In response, shares in the Maidenhead, England-based language services and artificial intelligence solutions provider slumped 15% to 87.85 pence each in London on Thursday.
RWS said its pretax loss narrowed to £9.5 million for the six months ended March 31 from £12.7 million a year prior.
Adjusted earnings before interest, tax, depreciation and amortisation grew 20% to £45.7 million from £38.1 million.
Revenue climbed 4.6% to £360.3 million from £344.3 million, with organic constant currency growth of around 7%, accelerating from 1.4% a year ago.
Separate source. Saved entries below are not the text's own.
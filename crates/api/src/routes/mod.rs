//! Route handlers for the Vitals API.

pub mod assistant;
pub mod health;
pub mod metrics;
pub mod notifications;
pub mod permissions;
pub mod profile;
pub mod requests;

use axum::routing::{delete, get, post};
use axum::Router;

use crate::state::AppState;

/// Build the router with all routes.
pub fn router() -> Router<AppState> {
    Router::new()
        // Health check
        .route("/health", get(health::health))
        // Profile and delivery settings
        .route("/api/me", get(profile::get_profile).put(profile::put_profile))
        .route("/api/me/channels", get(profile::list_channels).put(profile::put_channel))
        .route(
            "/api/me/destinations",
            get(profile::list_destinations).post(profile::add_destination),
        )
        .route("/api/me/destinations/:id", delete(profile::remove_destination))
        // Readings
        .route("/api/metrics", post(metrics::create))
        .route(
            "/api/metrics/:id",
            get(metrics::get).put(metrics::update).delete(metrics::delete),
        )
        .route("/api/users/:owner_id/metrics", get(metrics::list_for_owner))
        // Reading requests
        .route("/api/requests", post(requests::create))
        .route("/api/requests/incoming", get(requests::incoming))
        .route("/api/requests/outgoing", get(requests::outgoing))
        .route("/api/requests/:id/accept", post(requests::accept))
        .route("/api/requests/:id/decline", post(requests::decline))
        .route("/api/requests/:id", delete(requests::cancel))
        // Grants
        .route("/api/permissions/viewers", get(permissions::viewers))
        .route("/api/permissions/owners", get(permissions::owners))
        .route("/api/permissions/:viewer_id/block", post(permissions::block))
        .route("/api/permissions/:viewer_id/unblock", post(permissions::unblock))
        .route("/api/permissions/:viewer_id", delete(permissions::remove))
        // Inbox
        .route("/api/notifications", get(notifications::list))
        .route("/api/notifications/unread-count", get(notifications::unread_count))
        .route("/api/notifications/read-all", post(notifications::mark_all_read))
        .route("/api/notifications/:id/read", post(notifications::mark_read))
        .route("/api/notifications/:id", delete(notifications::delete))
        // Assistant
        .route("/api/assistant/chat", post(assistant::chat))
        .route(
            "/api/assistant/history",
            get(assistant::history).delete(assistant::clear_history),
        )
}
This was supported by an ‘exceptional’ performance in the TrainAI business.
RWS cut its interim dividend by 29% to 1.75 pence per share from 2.45p a year ago, while net debt grew to £32.5 million from £25.4 million.
Last December, RWS announced it was re-basing its dividend to ‘align shareholder returns more closely with sustainable profit performance.’ On Thursday, RWS said it aims to maintain a progressive dividend going forward.
Despite the higher debt, RWS said remains well-capitalised with ‘strong cash generation and significant liquidity, supported by our revolving credit facility.’ The RCF was refinanced last October.
The company said it has made a good start to the second half, but said current foreign exchange rates, after, hedging, are expected to have a £2 million adverse impact on full-year pretax profit.
For the full-year, it expects mid-single-digit revenue growth on an organic constant currency basis, improving profitability, and continued strong free cash flow conversion, benefitting from recent client wins, growth in Generate and Protect and efficiencies.
In the financial year ended September 30, 2025, RWS reported revenue of £690.1 million, a pretax loss of £99.7 million, adjusted pretax profit of £60.4 million and free cash flow of £80.1 million.